Stiffness degradation of SiC/Ti tubes subjected to biaxial loading

Abstract

This paper presents the results of a combined experimental and theoretical investigation of the stiffness degradation of unidirectional [0] and angle-ply [±45] s SiC/Ti tubes subjected to axial, torsional and combined axial/torsional loadings. The test program consisted of a series of axial and torsion tests, to sequentially higher load levels, on tubes fabricated using SCS 6 silicon carbide fibers and Ti-15-3 titanium matrix. At each load level, both the axial and torsional stiffnesses were measured. This procedure provided the opportunity to study the axial and torsional response at different levels of interfacial damage, matrix plasticity and combined load states.
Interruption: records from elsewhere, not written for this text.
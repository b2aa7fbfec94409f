use rust_decimal::Decimal;
use serde::Serialize;
use utoipa::ToSchema;

use crate::pricing::{RateTable, SizeCurve};

/// Square inches per square foot
const SQ_IN_PER_SQ_FT: f64 = 144.0;

/// Default order floor: $30.00
pub const DEFAULT_MINIMUM_TOTAL_CENTS: i64 = 3000;

/// Largest single charge the payment processor accepts: $999,999.99
pub const MAXIMUM_TOTAL_CENTS: i64 = 99_999_999;

/// Orders the engine refuses to price
#[derive(Debug, Clone, PartialEq, thiserror::Error)]
pub enum PricingError {
    #[error("Order total exceeds the maximum of {maximum_cents} cents")]
    TotalTooLarge { maximum_cents: i64 },
}

/// Computed price for one order line
///
/// Always derived server-side from dimensions and quantity. `unit_cents` is
/// recomputed from the enforced total so `unit_cents * quantity` reconciles
/// with `total_cents` up to rounding.
#[derive(Debug, Clone, PartialEq, Serialize, ToSchema)]
pub struct PriceQuote {
    #[schema(example = 80)]
    pub unit_cents: i64,
    #[schema(example = 3984)]
    pub total_cents: i64,
    #[schema(example = 9.0)]
    pub area_in2: f64,
    #[schema(example = 0.0625)]
    pub sqft_each: f64,
    #[schema(example = 12.75)]
    pub rate_per_sqft: f64,
    #[schema(example = 1.0)]
    pub size_multiplier: f64,
    /// Total before the order minimum was enforced
    #[schema(example = 3984)]
    pub raw_total_cents: i64,
    /// True when the order minimum replaced the computed total
    pub minimum_applied: bool,
}

impl PriceQuote {
    pub fn unit_dollars(&self) -> Decimal {
        cents_to_dollars(self.unit_cents)
    }

    pub fn total_dollars(&self) -> Decimal {
        cents_to_dollars(self.total_cents)
    }
}

/// Exact dollar amount for an integer number of cents
pub fn cents_to_dollars(cents: i64) -> Decimal {
    Decimal::new(cents, 2)
}

/// Quote with the default size curve
///
/// Callers must pass finite, positive dimensions and a non-zero quantity;
/// the order normalizer guarantees this for request data.
pub fn quote(
    width_in: f64,
    height_in: f64,
    quantity: u32,
    rate_table: &RateTable,
    minimum_total_cents: i64,
) -> Result<PriceQuote, PricingError> {
    PriceCalculator::new(rate_table.clone(), minimum_total_cents).quote(width_in, height_in, quantity)
}

/// Pricing policy: tiered per-sqft rates, size discount and order minimum
#[derive(Debug, Clone)]
pub struct PriceCalculator {
    rate_table: RateTable,
    size_curve: SizeCurve,
    minimum_total_cents: i64,
}

impl PriceCalculator {
    pub fn new(rate_table: RateTable, minimum_total_cents: i64) -> Self {
        Self {
            rate_table,
            size_curve: SizeCurve::default(),
            minimum_total_cents,
        }
    }

    pub fn with_size_curve(mut self, size_curve: SizeCurve) -> Self {
        self.size_curve = size_curve;
        self
    }

    /// Calculate unit and total price for `quantity` pieces of `width_in` x `height_in`
    ///
    /// # Errors
    /// `TotalTooLarge` when the total is not finite or above `MAXIMUM_TOTAL_CENTS`.
    pub fn quote(&self, width_in: f64, height_in: f64, quantity: u32) -> Result<PriceQuote, PricingError> {
        let area_in2 = width_in * height_in;
        let sqft_each = area_in2 / SQ_IN_PER_SQ_FT;

        let rate_per_sqft = self.rate_table.rate_for(quantity);
        let base_unit_dollars = sqft_each * rate_per_sqft;

        let size_multiplier = self.size_curve.multiplier(area_in2);
        let unit_dollars = base_unit_dollars * size_multiplier;

        let total_dollars = unit_dollars * f64::from(quantity);
        let raw_total = (total_dollars * 100.0).round();
        if !raw_total.is_finite() || raw_total > MAXIMUM_TOTAL_CENTS as f64 {
            return Err(PricingError::TotalTooLarge {
                maximum_cents: MAXIMUM_TOTAL_CENTS,
            });
        }
        let raw_total_cents = raw_total as i64;

        let total_cents = raw_total_cents.max(self.minimum_total_cents);
        if total_cents > MAXIMUM_TOTAL_CENTS {
            return Err(PricingError::TotalTooLarge {
                maximum_cents: MAXIMUM_TOTAL_CENTS,
            });
        }
        let unit_cents = if quantity == 0 {
            total_cents.max(1)
        } else {
            ((total_cents as f64 / f64::from(quantity)).round() as i64).max(1)
        };

        Ok(PriceQuote {
            unit_cents,
            total_cents,
            area_in2,
            sqft_each,
            rate_per_sqft,
            size_multiplier,
            raw_total_cents,
            minimum_applied: raw_total_cents < self.minimum_total_cents,
        })
    }
}

impl Default for PriceCalculator {
    fn default() -> Self {
        Self::new(RateTable::default(), DEFAULT_MINIMUM_TOTAL_CENTS)
    }
}

#[cfg(test)]
mod tests {
    use super::*;
    use rust_decimal_macros::dec;

    #[test]
    fn test_three_inch_square_fifty_pieces() {
        let quote = PriceCalculator::default().quote(3.0, 3.0, 50).unwrap();

        assert_eq!(quote.area_in2, 9.0);
        assert_eq!(quote.sqft_each, 0.0625);
        assert_eq!(quote.rate_per_sqft, 12.75);
        assert_eq!(quote.size_multiplier, 1.0);
        // 0.796875 * 50 * 100 = 3984.375
        assert_eq!(quote.raw_total_cents, 3984);
        assert_eq!(quote.total_cents, 3984);
        assert!(!quote.minimum_applied);
        // 3984 / 50 = 79.68
        assert_eq!(quote.unit_cents, 80);
        assert_eq!(quote.total_dollars(), dec!(39.84));
        assert_eq!(quote.unit_dollars(), dec!(0.80));
    }

    #[test]
    fn test_minimum_total_engages() {
        let quote = PriceCalculator::default().quote(2.0, 2.0, 50).unwrap();

        // 4 in² -> 0.3541666 per piece -> 17.71 for 50
        assert_eq!(quote.raw_total_cents, 1771);
        assert!(quote.minimum_applied);
        assert_eq!(quote.total_cents, 3000);
        assert_eq!(quote.unit_cents, 60);
    }

    #[test]
    fn test_size_discount_applies_to_large_pieces() {
        let quote = PriceCalculator::default().quote(12.0, 12.0, 100).unwrap();

        // 1 sqft at $11.50 with 0.80 multiplier = $9.20 each
        assert_eq!(quote.sqft_each, 1.0);
        assert!((quote.size_multiplier - 0.80).abs() < 1e-12);
        assert_eq!(quote.total_cents, 92000);
        assert_eq!(quote.unit_cents, 920);
    }

    #[test]
    fn test_off_breakpoint_quantity_uses_smallest_tier() {
        let calculator = PriceCalculator::default();
        let quote = calculator.quote(3.0, 3.0, 77).unwrap();

        assert_eq!(quote.rate_per_sqft, 12.75);
        // 0.796875 * 77 * 100 = 6135.9375
        assert_eq!(quote.total_cents, 6136);
        assert_eq!(quote.unit_cents, 80);
    }

    #[test]
    fn test_unit_never_below_one_cent() {
        let calculator = PriceCalculator::new(RateTable::default(), 0);
        let quote = calculator.quote(0.1, 0.1, 50).unwrap();

        // 4.43 cents for the whole order rounds to 4, under a cent each
        assert_eq!(quote.total_cents, 4);
        assert_eq!(quote.unit_cents, 1);
    }

    #[test]
    fn test_free_function_matches_calculator() {
        let table = RateTable::default();
        let via_fn = quote(4.0, 2.5, 250, &table, 3000).unwrap();
        let via_calc = PriceCalculator::new(table, 3000).quote(4.0, 2.5, 250).unwrap();
        assert_eq!(via_fn, via_calc);
    }

    #[test]
    fn test_custom_size_curve() {
        let calculator = PriceCalculator::new(RateTable::default(), 0)
            .with_size_curve(SizeCurve::new(0.0, 1.0, 0.5));
        let quote = calculator.quote(12.0, 12.0, 50).unwrap();

        assert_eq!(quote.size_multiplier, 0.5);
        // 1 sqft * 12.75 * 0.5 * 50
        assert_eq!(quote.total_cents, 31875);
    }

    #[test]
    fn test_overflowing_area_is_refused() {
        let err = PriceCalculator::default().quote(1e200, 1e200, 50).unwrap_err();
        assert_eq!(
            err,
            PricingError::TotalTooLarge {
                maximum_cents: MAXIMUM_TOTAL_CENTS
            }
        );
    }

    #[test]
    fn test_total_above_processor_ceiling_is_refused() {
        // 100 sqft each at $12.75 * 0.8 over a million pieces
        let calculator = PriceCalculator::default();
        assert!(calculator.quote(120.0, 120.0, 1_000_000).is_err());

        // $999,999.99 is the largest total that still prices
        let ceiling = PriceCalculator::new(RateTable::default(), MAXIMUM_TOTAL_CENTS);
        assert_eq!(ceiling.quote(3.0, 3.0, 50).unwrap().total_cents, MAXIMUM_TOTAL_CENTS);
        let above = PriceCalculator::new(RateTable::default(), MAXIMUM_TOTAL_CENTS + 1);
        assert!(above.quote(3.0, 3.0, 50).is_err());
    }

    #[test]
    fn test_cents_to_dollars() {
        assert_eq!(cents_to_dollars(3000), dec!(30.00));
        assert_eq!(cents_to_dollars(1), dec!(0.01));
        assert_eq!(cents_to_dollars(3000).to_string(), "30.00");
    }
}

#[cfg(test)]
mod property_tests {
    use super::*;
    use proptest::prelude::*;

    fn breakpoint() -> impl Strategy<Value = u32> {
        prop::sample::select(vec![50u32, 100, 250, 500, 1000])
    }

    /// Total equals the closed-form price or the minimum, whichever is larger
    #[test]
    fn prop_total_matches_closed_form() {
        proptest!(|(
            width in 0.25f64..48.0,
            height in 0.25f64..48.0,
            quantity in breakpoint()
        )| {
            let table = RateTable::default();
            let quote = quote(width, height, quantity, &table, DEFAULT_MINIMUM_TOTAL_CENTS).unwrap();

            let area = width * height;
            let unit = area / 144.0 * table.rate_for(quantity) * SizeCurve::default().multiplier(area);
            let expected = ((unit * f64::from(quantity) * 100.0).round() as i64)
                .max(DEFAULT_MINIMUM_TOTAL_CENTS);

            prop_assert_eq!(quote.total_cents, expected);
        });
    }

    /// Unit price is at least a cent and reconciles with the total
    #[test]
    fn prop_unit_reconciles_with_total() {
        proptest!(|(
            width in 0.1f64..60.0,
            height in 0.1f64..60.0,
            quantity in 1u32..=2000,
            minimum in 0i64..=10_000
        )| {
            let calculator = PriceCalculator::new(RateTable::default(), minimum);
            let quote = calculator.quote(width, height, quantity).unwrap();

            prop_assert!(quote.unit_cents >= 1);
            prop_assert!(quote.total_cents >= minimum);

            let drift = (quote.unit_cents * i64::from(quantity) - quote.total_cents).abs();
            prop_assert!(
                quote.unit_cents == 1 || drift * 2 <= i64::from(quantity),
                "unit {} x {} drifted {} from total {}",
                quote.unit_cents, quantity, drift, quote.total_cents
            );
        });
    }

    /// Same inputs always produce the same quote
    #[test]
    fn prop_quote_is_deterministic() {
        proptest!(|(
            width in 0.1f64..60.0,
            height in 0.1f64..60.0,
            quantity in 1u32..=2000
        )| {
            let calculator = PriceCalculator::default();
            prop_assert_eq!(calculator.quote(width, height, quantity), calculator.quote(width, height, quantity));
        });
    }
}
The experimentally measured axial and shear moduli, and initial yield stresses were compared with micromechanics predictions generated with different degrees of imperfect fiber/matrix bonding. No evidence of moduli degradation in the [0 4] tubes was present under tensile loading, whereas under shear loading, shear modulus degradation was observed only after occurrence of damage accompanied by pronounced plastic flow. Substantial degradation of both axial and shear moduli was observed in the [±45] s tubes under axial loading. The results suggest that the degradation of the interfacial bond in the [±45] s tubes accelerated yielding of the matrix which, in turn, contributed to further degradation in the case of the shear modulus. The results of this investigation point to the importance of damage-induced stiffness degradation and damage-accelerated yielding in SiC/Ti laminated tubes.